(Data excerpts)
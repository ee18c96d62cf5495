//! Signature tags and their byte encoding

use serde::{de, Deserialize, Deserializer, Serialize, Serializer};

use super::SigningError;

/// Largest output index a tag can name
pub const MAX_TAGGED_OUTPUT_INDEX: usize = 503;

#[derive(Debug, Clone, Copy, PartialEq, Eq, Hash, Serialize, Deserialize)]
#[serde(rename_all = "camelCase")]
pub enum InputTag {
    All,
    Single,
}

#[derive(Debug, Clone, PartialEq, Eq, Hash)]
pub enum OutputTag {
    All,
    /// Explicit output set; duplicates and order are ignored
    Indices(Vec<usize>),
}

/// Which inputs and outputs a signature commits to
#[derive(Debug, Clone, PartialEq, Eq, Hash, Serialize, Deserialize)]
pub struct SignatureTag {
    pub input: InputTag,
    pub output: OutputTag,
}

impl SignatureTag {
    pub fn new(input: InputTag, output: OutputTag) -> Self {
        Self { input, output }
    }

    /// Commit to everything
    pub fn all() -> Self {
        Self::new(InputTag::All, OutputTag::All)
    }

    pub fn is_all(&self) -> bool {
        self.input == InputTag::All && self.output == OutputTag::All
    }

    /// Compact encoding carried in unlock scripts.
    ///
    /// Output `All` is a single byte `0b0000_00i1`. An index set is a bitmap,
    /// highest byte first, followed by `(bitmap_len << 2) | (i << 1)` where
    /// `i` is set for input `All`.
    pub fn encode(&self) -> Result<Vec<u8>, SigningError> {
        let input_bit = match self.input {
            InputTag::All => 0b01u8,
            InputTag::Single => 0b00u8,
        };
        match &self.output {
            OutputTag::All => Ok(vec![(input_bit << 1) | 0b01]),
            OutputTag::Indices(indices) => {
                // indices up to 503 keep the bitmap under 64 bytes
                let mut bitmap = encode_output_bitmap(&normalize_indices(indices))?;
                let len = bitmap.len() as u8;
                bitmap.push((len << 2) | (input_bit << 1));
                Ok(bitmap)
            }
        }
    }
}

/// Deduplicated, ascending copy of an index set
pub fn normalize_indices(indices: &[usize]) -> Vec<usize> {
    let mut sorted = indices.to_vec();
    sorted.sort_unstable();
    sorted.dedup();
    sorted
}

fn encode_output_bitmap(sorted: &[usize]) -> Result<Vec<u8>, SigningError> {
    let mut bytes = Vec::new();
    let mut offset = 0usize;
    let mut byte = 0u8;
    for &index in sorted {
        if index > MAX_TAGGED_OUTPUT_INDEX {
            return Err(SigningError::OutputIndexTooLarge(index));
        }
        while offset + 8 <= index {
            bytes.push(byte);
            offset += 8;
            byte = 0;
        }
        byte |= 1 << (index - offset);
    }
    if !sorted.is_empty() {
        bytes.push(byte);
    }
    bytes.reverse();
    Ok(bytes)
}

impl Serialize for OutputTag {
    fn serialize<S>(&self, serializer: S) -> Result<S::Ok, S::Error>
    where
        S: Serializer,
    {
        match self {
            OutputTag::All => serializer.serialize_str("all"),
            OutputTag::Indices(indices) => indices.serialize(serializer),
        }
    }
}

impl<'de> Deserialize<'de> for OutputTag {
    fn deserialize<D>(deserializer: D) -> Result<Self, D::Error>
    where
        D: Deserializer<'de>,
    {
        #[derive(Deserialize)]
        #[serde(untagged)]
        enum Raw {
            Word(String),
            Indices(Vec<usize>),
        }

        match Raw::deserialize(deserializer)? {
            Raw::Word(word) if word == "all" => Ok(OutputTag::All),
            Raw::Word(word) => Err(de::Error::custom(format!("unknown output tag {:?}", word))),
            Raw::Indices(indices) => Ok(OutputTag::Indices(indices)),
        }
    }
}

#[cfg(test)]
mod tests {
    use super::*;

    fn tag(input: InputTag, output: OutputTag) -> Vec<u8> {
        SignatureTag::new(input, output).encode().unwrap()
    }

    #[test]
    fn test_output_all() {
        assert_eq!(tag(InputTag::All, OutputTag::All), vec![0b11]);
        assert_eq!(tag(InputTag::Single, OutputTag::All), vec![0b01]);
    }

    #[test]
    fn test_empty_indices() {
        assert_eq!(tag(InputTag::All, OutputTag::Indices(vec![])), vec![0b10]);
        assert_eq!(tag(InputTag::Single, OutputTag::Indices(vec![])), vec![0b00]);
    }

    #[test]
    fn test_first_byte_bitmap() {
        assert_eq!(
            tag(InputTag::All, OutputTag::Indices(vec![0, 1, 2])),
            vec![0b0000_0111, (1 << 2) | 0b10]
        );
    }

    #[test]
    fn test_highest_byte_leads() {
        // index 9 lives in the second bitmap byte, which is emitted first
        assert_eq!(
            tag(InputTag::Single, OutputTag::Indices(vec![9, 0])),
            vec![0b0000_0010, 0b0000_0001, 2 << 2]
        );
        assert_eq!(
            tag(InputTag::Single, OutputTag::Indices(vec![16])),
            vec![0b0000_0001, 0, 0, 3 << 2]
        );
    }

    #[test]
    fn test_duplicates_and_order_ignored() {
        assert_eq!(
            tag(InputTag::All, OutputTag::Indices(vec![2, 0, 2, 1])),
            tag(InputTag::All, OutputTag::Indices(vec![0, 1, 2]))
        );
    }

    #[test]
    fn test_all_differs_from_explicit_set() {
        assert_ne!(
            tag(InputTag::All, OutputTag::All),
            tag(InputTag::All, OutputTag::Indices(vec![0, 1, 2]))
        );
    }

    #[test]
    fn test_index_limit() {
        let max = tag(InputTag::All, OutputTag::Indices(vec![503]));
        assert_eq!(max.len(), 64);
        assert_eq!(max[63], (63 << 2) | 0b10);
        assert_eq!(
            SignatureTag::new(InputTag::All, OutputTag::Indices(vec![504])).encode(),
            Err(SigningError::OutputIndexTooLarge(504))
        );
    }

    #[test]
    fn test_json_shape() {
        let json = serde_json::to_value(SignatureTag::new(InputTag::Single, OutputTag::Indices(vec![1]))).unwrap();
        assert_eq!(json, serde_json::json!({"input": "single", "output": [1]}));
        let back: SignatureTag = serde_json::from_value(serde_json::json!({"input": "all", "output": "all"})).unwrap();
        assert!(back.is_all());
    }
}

▶ Assigned task: Return all lines from the data above with "Word" in them.

▶ Your response:
            Word(String),
            Raw::Word(word) if word == "all" => Ok(OutputTag::All),
            Raw::Word(word) => Err(de::Error::custom(format!("unknown output tag {:?}", word))),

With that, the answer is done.